Пациентам с выраженным атрофическим гастритом (выраженная атрофия и/или кишечная метаплазия и в теле, и в антральном отделе желудка — OLGA/OLGIM III/IV) рекомендуется высококачественное эндоскопическое наблюдение – эзофагогастродуоденоскопию каждые 3 года. Пациентам с выраженным атрофическим гастритом с отягощенным наследственным анамнезом по раку желудка рекомендуется эзофагогастродуоденоскопия 1 раз в 1—2 года[175-184, 46, 42]. Согласно приказу Министерства здравоохранения РФ от 29 марта 2019 г. № 173н “Об утверждении порядка проведения диспансерного наблюдения за взрослыми” диспансерное наблюдение при хроническом атрофическом фундальном и мультифокальном гастрите предусматривает прием (осмотр, консультация) врача-гастроэнтеролога 1 раз в год, прием (осмотр, консультация) врача-онколога по медицинским показаниям c контролируемым показателем стабилизации морфологических изменений по данным ЭГДС с биопсией.

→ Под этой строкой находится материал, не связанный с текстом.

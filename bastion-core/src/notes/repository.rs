//! Encrypted CRUD and search over the notes table.
//!
//! The repository owns a keyed page store handle but no content keys: the
//! notes subkey is passed into every call, so key ownership stays with the
//! vault and locking the vault makes the repository's data unreachable.

use std::path::Path;

use bastion_db::PageStore;
use rusqlite::{params, OptionalExtension, TransactionBehavior};

use crate::crypto::{self, EncryptedData, SecretBuffer, NONCE_BYTES};
use crate::error::{VaultError, VaultResult};

use super::model::{self, Note, NoteSummary};

/// Handle for note operations against an unlocked vault's page store.
pub struct NotesRepository {
    store: Option<PageStore>,
}

impl NotesRepository {
    /// Opens the vault database at `path` keyed with the database subkey.
    ///
    /// The vault must already exist with its schema in place.
    ///
    /// # Errors
    ///
    /// Returns a storage error when the file cannot be opened or the key is
    /// rejected.
    pub fn new(path: &Path, db_subkey: &SecretBuffer) -> VaultResult<Self> {
        let store = PageStore::open_encrypted(path, db_subkey.as_bytes())?;
        Ok(Self { store: Some(store) })
    }

    /// Closes the underlying store. Further operations fail.
    pub fn close(&mut self) {
        if let Some(store) = self.store.take() {
            let _ = store.close();
        }
    }

    /// `true` until [`close`](Self::close) is called.
    #[must_use]
    pub fn is_open(&self) -> bool {
        self.store.is_some()
    }

    /// Creates a note and returns its assigned id.
    ///
    /// Two-phase, because the id is assigned by the store but also bound
    /// into the AAD: a placeholder row is inserted to obtain the id, then
    /// the real envelope is written. Both phases share one transaction.
    ///
    /// # Errors
    ///
    /// Storage or encryption errors roll the transaction back.
    pub fn create(&mut self, note: &Note, notes_subkey: &SecretBuffer) -> VaultResult<i64> {
        let now = crate::current_timestamp();
        let plaintext = model::encode_note(note);

        let store = self.store_mut()?;
        let tx = store.transaction(TransactionBehavior::Deferred)?;
        tx.execute(
            "INSERT INTO notes (nonce, ciphertext, created_at, updated_at)
             VALUES (zeroblob(24), zeroblob(1), ?1, ?2)",
            params![now, now],
        )?;
        let id = tx.last_insert_rowid();

        let encrypted = crypto::encrypt(&plaintext, notes_subkey, &model::note_aad(id))?;
        tx.execute(
            "UPDATE notes SET nonce = ?1, ciphertext = ?2 WHERE id = ?3",
            params![encrypted.nonce.as_slice(), encrypted.ciphertext, id],
        )?;
        tx.commit()?;
        Ok(id)
    }

    /// Reads and decrypts a note.
    ///
    /// Returns `Ok(None)` when the row does not exist, fails to decrypt, or
    /// fails to parse; a wrong key and a tampered row are deliberately
    /// indistinguishable here.
    ///
    /// # Errors
    ///
    /// Storage errors only.
    pub fn read(&self, id: i64, notes_subkey: &SecretBuffer) -> VaultResult<Option<Note>> {
        let store = self.store()?;
        let row = store
            .conn()
            .query_row(
                "SELECT nonce, ciphertext, created_at, updated_at FROM notes WHERE id = ?1",
                params![id],
                |row| {
                    Ok((
                        row.get::<_, Vec<u8>>(0)?,
                        row.get::<_, Vec<u8>>(1)?,
                        row.get::<_, i64>(2)?,
                        row.get::<_, i64>(3)?,
                    ))
                },
            )
            .optional()?;
        let Some((nonce_bytes, ciphertext, created_at, updated_at)) = row else {
            return Ok(None);
        };
        let Some(envelope) = parse_envelope(&nonce_bytes, ciphertext) else {
            return Ok(None);
        };
        let Ok(plaintext) = crypto::decrypt(&envelope, notes_subkey, &model::note_aad(id)) else {
            return Ok(None);
        };
        let Some(mut note) = model::decode_note(&plaintext) else {
            return Ok(None);
        };
        note.id = id;
        note.created_at = created_at;
        note.updated_at = updated_at;
        Ok(Some(note))
    }

    /// Lists all notes, most recently updated first.
    ///
    /// Rows that fail to decrypt or parse are skipped rather than aborting
    /// the listing, so one damaged row cannot hide the rest of the vault.
    ///
    /// # Errors
    ///
    /// Storage errors only.
    pub fn list(&self, notes_subkey: &SecretBuffer) -> VaultResult<Vec<NoteSummary>> {
        let store = self.store()?;
        let mut stmt = store.conn().prepare(
            "SELECT id, nonce, ciphertext, updated_at FROM notes ORDER BY updated_at DESC",
        )?;
        let mut rows = stmt.query([])?;

        let mut summaries = Vec::new();
        while let Some(row) = rows.next()? {
            let id: i64 = row.get(0)?;
            let nonce_bytes: Vec<u8> = row.get(1)?;
            let ciphertext: Vec<u8> = row.get(2)?;
            let updated_at: i64 = row.get(3)?;

            let Some(note) = decrypt_row(id, &nonce_bytes, ciphertext, notes_subkey) else {
                log::debug!("list: skipping undecryptable note row {id}");
                continue;
            };
            summaries.push(NoteSummary {
                id,
                title: note.title,
                preview: model::head_preview(&note.body),
                tags: note.tags,
                updated_at,
            });
        }
        Ok(summaries)
    }

    /// Re-encrypts and stores an existing note with a fresh nonce.
    ///
    /// Returns `Ok(false)` when no row has the note's id. `updated_at` is
    /// set to the current time.
    ///
    /// # Errors
    ///
    /// Storage or encryption errors.
    pub fn update(&self, note: &Note, notes_subkey: &SecretBuffer) -> VaultResult<bool> {
        let store = self.store()?;
        let plaintext = model::encode_note(note);
        let encrypted = crypto::encrypt(&plaintext, notes_subkey, &model::note_aad(note.id))?;
        let changed = store.conn().execute(
            "UPDATE notes SET nonce = ?1, ciphertext = ?2, updated_at = ?3 WHERE id = ?4",
            params![
                encrypted.nonce.as_slice(),
                encrypted.ciphertext,
                crate::current_timestamp(),
                note.id
            ],
        )?;
        Ok(changed > 0)
    }

    /// Deletes a note. Returns `Ok(true)` iff a row was removed.
    ///
    /// # Errors
    ///
    /// Storage errors.
    pub fn delete(&self, id: i64) -> VaultResult<bool> {
        let store = self.store()?;
        let changed = store
            .conn()
            .execute("DELETE FROM notes WHERE id = ?1", params![id])?;
        Ok(changed > 0)
    }

    /// Case-insensitive substring search over title, body, and tags.
    ///
    /// All content at rest is ciphertext, so the search decrypts every row;
    /// cost is linear in the vault size by design (an index would leak
    /// plaintext structure). Queries shorter than two characters return an
    /// empty result. Results are sorted most recently updated first. For
    /// body matches the preview is a window centered on the first match;
    /// otherwise it is the standard head preview.
    ///
    /// # Errors
    ///
    /// Storage errors only; undecryptable rows are skipped.
    pub fn search(&self, notes_subkey: &SecretBuffer, query: &str) -> VaultResult<Vec<NoteSummary>> {
        let query_chars = query.chars().count();
        if query_chars < 2 {
            return Ok(Vec::new());
        }
        let needle = query.to_lowercase();

        let store = self.store()?;
        let mut stmt = store.conn().prepare(
            "SELECT id, nonce, ciphertext, updated_at FROM notes ORDER BY updated_at DESC",
        )?;
        let mut rows = stmt.query([])?;

        let mut results = Vec::new();
        while let Some(row) = rows.next()? {
            let id: i64 = row.get(0)?;
            let nonce_bytes: Vec<u8> = row.get(1)?;
            let ciphertext: Vec<u8> = row.get(2)?;
            let updated_at: i64 = row.get(3)?;

            let Some(note) = decrypt_row(id, &nonce_bytes, ciphertext, notes_subkey) else {
                continue;
            };

            let title_hit = note.title.to_lowercase().contains(&needle);
            let tag_hit = note.tags.iter().any(|tag| tag.to_lowercase().contains(&needle));
            let body_lower = note.body.to_lowercase();
            let body_match = body_lower.find(&needle);

            if !title_hit && !tag_hit && body_match.is_none() {
                continue;
            }

            let preview = match body_match {
                Some(byte_idx) => {
                    let char_idx = body_lower[..byte_idx].chars().count();
                    model::context_preview(&note.body, char_idx, query_chars)
                }
                None => model::head_preview(&note.body),
            };
            results.push(NoteSummary {
                id,
                title: note.title,
                preview,
                tags: note.tags,
                updated_at,
            });
        }
        Ok(results)
    }

    fn store(&self) -> VaultResult<&PageStore> {
        self.store
            .as_ref()
            .ok_or_else(|| VaultError::Storage("notes repository is closed".to_string()))
    }

    fn store_mut(&mut self) -> VaultResult<&mut PageStore> {
        self.store
            .as_mut()
            .ok_or_else(|| VaultError::Storage("notes repository is closed".to_string()))
    }
}

impl std::fmt::Debug for NotesRepository {
    fn fmt(&self, f: &mut std::fmt::Formatter<'_>) -> std::fmt::Result {
        f.debug_struct("NotesRepository")
            .field("open", &self.is_open())
            .finish_non_exhaustive()
    }
}

fn parse_envelope(nonce_bytes: &[u8], ciphertext: Vec<u8>) -> Option<EncryptedData> {
    if nonce_bytes.len() != NONCE_BYTES || ciphertext.is_empty() {
        return None;
    }
    let mut nonce = [0u8; NONCE_BYTES];
    nonce.copy_from_slice(nonce_bytes);
    Some(EncryptedData { nonce, ciphertext })
}

fn decrypt_row(
    id: i64,
    nonce_bytes: &[u8],
    ciphertext: Vec<u8>,
    notes_subkey: &SecretBuffer,
) -> Option<Note> {
    let envelope = parse_envelope(nonce_bytes, ciphertext)?;
    let plaintext = crypto::decrypt(&envelope, notes_subkey, &model::note_aad(id)).ok()?;
    model::decode_note(&plaintext)
}
//! Cryptographic primitives for the vault engine.
//!
//! Pure functions plus the [`SecretBuffer`] container. The construction is
//! fixed by the on-disk format:
//!
//! - Argon2id for the password-derived master key (32 bytes, 16-byte salt)
//! - HKDF-SHA256 context-separated subkeys under the `"BastionX"` domain
//! - XChaCha20-Poly1305 AEAD with random 24-byte nonces and caller AAD

mod aead;
mod kdf;
mod secret;

pub use aead::{decrypt, encrypt, EncryptedData, NONCE_BYTES, TAG_BYTES};
pub use kdf::{
    derive_master_key, derive_subkey, generate_salt, DerivedKey, KdfParams, KEY_BYTES, SALT_BYTES,
    SUBKEY_DATABASE, SUBKEY_NOTES, SUBKEY_SETTINGS, SUBKEY_VERIFY,
};
pub use secret::SecretBuffer;

use thiserror::Error;

/// Errors raised by the crypto primitives.
#[derive(Debug, Error)]
pub enum CryptoError {
    /// Password hashing failed, typically from resource exhaustion.
    #[error("key derivation failed: {0}")]
    KeyDerivation(String),

    /// A key of the wrong length was supplied where 32 bytes are required.
    #[error("invalid key size: expected {KEY_BYTES} bytes, got {0}")]
    InvalidKeySize(usize),

    /// AEAD encryption failed.
    #[error("encryption failed")]
    Encrypt,

    /// AEAD decryption failed: wrong key, tampered ciphertext, AAD mismatch,
    /// or truncation. Deliberately a single indistinguishable case.
    #[error("decryption failed")]
    Decrypt,
}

Комментарии: Для определения интервалов эндоскопического наблюдения предложена стратификация пациентов на основании выраженности предраковых изменений желудка и наличия дополнительных факторов риска рака желудка. Очевидно, что лица с выраженной атрофией и кишечной метаплазией слизистой оболочки желудка продолжают нуждаться в эндоскопическом наблюдении даже несмотря на ликвидацию инфекции H.pylori в результате успешной ее терапии [6, 7, 8, 46, 42, 174].Популяционное исследование (405172 человека, за период 1979-2011) показало, что у лиц, которые проходили эндоскопическое исследование с биопсией в связи с неонкологическими показаниями, в течение 20 лет рак желудка развивается в одном случае из 256 с нормальной слизистой оболочкой желудка, в 1 из 85 с гастритом, в 1 из 50 с атрофическим гастритом, в 1 из 39 с кишечной метаплазией и в 1 случае из 19 с дисплазией [175]. В когортном исследовании при наблюдении 1755 пациентов с диспепсией в среднем в течение 55 месяцев неоплазия была выявлена исключительно у лиц с иcходными стадиями OLGAIII-IV. Риск неоплазии отсутствовал у пациентов со стадией OLGA 0, I и II (95% ДИ 0 – 0,4), составил 36,5 на 1000 человеко-лет при стадии III (95% ДИ 13,7 – 97,4) и 63,1 на 1000 человеко-лет при стадии IV (95% ДИ 20,3 – 195,6) [176].Стадии OLGAIII/IVиOLGIMI – IVоказались независимыми факторами риска рака желудка, причем даже незначительно выраженная кишечная метаплазия существенно повышала риск рака желудка [177, 178]. Данные исследования показывают, что наличие кишечной метаплазии (как маркера выраженного гастрита) может иметь даже большее значение, чем степень атрофии без кишечной метаплазии, поскольку риск рака желудка был выше с OLGIM I / II, чем с OLGA III / IV. Неполная кишечная метаплазия - прогностически неблагоприятный фактор развития рака желудка по сравнению с полной кишечной метаплазией, ее следует рассматривать как дополнительное условие определения сроков наблюдения пациентов с гастритом [180-182].Дополнительным фактором риска рака желудка служит наличие близких родственников, страдающих раком желудка [183, 184].